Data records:
┌──
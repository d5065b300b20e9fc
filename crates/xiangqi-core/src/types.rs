//! Common types and score constants used throughout the engine.

use std::fmt;
use std::ops::Not;

/// Evaluation score in internal units, from the side to move's point of view.
pub type Value = i32;

/// Maximum search depth in plies; also sizes the mate ranges.
pub const MAX_PLY: i32 = 246;

pub const VALUE_ZERO: Value = 0;
pub const VALUE_MATE: Value = 32000;
pub const VALUE_INFINITE: Value = 32001;
pub const VALUE_NONE: Value = 32002;

/// Lowest score that encodes "mate in N" for the side to move.
pub const VALUE_MATE_IN_MAX_PLY: Value = VALUE_MATE - MAX_PLY;

/// Highest score that encodes "mated in N" for the side to move.
pub const VALUE_MATED_IN_MAX_PLY: Value = -VALUE_MATE_IN_MAX_PLY;

pub const ROOK_VALUE: Value = 1213;
pub const ADVISOR_VALUE: Value = 216;
pub const CANNON_VALUE: Value = 746;
pub const PAWN_VALUE: Value = 144;
pub const KNIGHT_VALUE: Value = 964;
pub const BISHOP_VALUE: Value = 191;

/// Converts an internal value to centipawns.
#[inline]
pub const fn to_cp(v: Value) -> i32 {
    100 * v / PAWN_VALUE
}

/// Side of the board. Red moves first and is called `White`.
#[derive(Debug, Clone, Copy, PartialEq, Eq, Hash)]
pub enum Color {
    White,
    Black,
}

impl Color {
    pub const ALL: [Color; 2] = [Color::White, Color::Black];

    #[inline(always)]
    pub const fn index(self) -> usize {
        self as usize
    }
}

impl Not for Color {
    type Output = Color;

    #[inline(always)]
    fn not(self) -> Color {
        match self {
            Color::White => Color::Black,
            Color::Black => Color::White,
        }
    }
}

impl fmt::Display for Color {
    fn fmt(&self, f: &mut fmt::Formatter<'_>) -> fmt::Result {
        match self {
            Color::White => write!(f, "white"),
            Color::Black => write!(f, "black"),
        }
    }
}

/// Xiangqi piece kinds.
#[derive(Debug, Clone, Copy, PartialEq, Eq, Hash)]
pub enum PieceType {
    Rook,
    Advisor,
    Cannon,
    Pawn,
    Knight,
    Bishop,
    King,
}

impl PieceType {
    /// Number of distinct piece types.
    pub const COUNT: usize = 7;

    pub const ALL: [PieceType; PieceType::COUNT] = [
        PieceType::Rook,
        PieceType::Advisor,
        PieceType::Cannon,
        PieceType::Pawn,
        PieceType::Knight,
        PieceType::Bishop,
        PieceType::King,
    ];

    #[inline(always)]
    pub const fn index(self) -> usize {
        self as usize
    }

    /// Material weight of the piece type. Kings carry no material.
    pub const fn value(self) -> Value {
        match self {
            PieceType::Rook => ROOK_VALUE,
            PieceType::Advisor => ADVISOR_VALUE,
            PieceType::Cannon => CANNON_VALUE,
            PieceType::Pawn => PAWN_VALUE,
            PieceType::Knight => KNIGHT_VALUE,
            PieceType::Bishop => BISHOP_VALUE,
            PieceType::King => 0,
        }
    }

    /// Most pieces of this type one side can have.
    pub const fn max_count(self) -> i32 {
        match self {
            PieceType::Pawn => 5,
            PieceType::King => 1,
            _ => 2,
        }
    }

    /// Returns true for the types summed into the major material aggregate.
    pub const fn is_major(self) -> bool {
        matches!(self, PieceType::Rook | PieceType::Knight | PieceType::Cannon)
    }
}

/// A colored piece.
#[derive(Debug, Clone, Copy, PartialEq, Eq, Hash)]
pub struct Piece {
    pub color: Color,
    pub piece_type: PieceType,
}

impl Piece {
    pub const fn new(color: Color, piece_type: PieceType) -> Self {
        Piece { color, piece_type }
    }

    /// Parses a FEN piece letter. Upper case is White.
    ///
    /// Both the `n`/`b` and the `h`/`e` spellings of knight and bishop are
    /// accepted.
    pub fn from_char(c: char) -> Option<Piece> {
        let color = if c.is_ascii_uppercase() {
            Color::White
        } else {
            Color::Black
        };
        let piece_type = match c.to_ascii_lowercase() {
            'r' => PieceType::Rook,
            'a' => PieceType::Advisor,
            'c' => PieceType::Cannon,
            'p' => PieceType::Pawn,
            'n' | 'h' => PieceType::Knight,
            'b' | 'e' => PieceType::Bishop,
            'k' => PieceType::King,
            _ => return None,
        };
        Some(Piece::new(color, piece_type))
    }

    pub fn to_char(self) -> char {
        let c = match self.piece_type {
            PieceType::Rook => 'r',
            PieceType::Advisor => 'a',
            PieceType::Cannon => 'c',
            PieceType::Pawn => 'p',
            PieceType::Knight => 'n',
            PieceType::Bishop => 'b',
            PieceType::King => 'k',
        };
        match self.color {
            Color::White => c.to_ascii_uppercase(),
            Color::Black => c,
        }
    }
}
└──
**WHAT TO WORK ON:** Across the entries above, tally every line that includes the string "White", then state only the count.

**ANSWER SECTION:** 9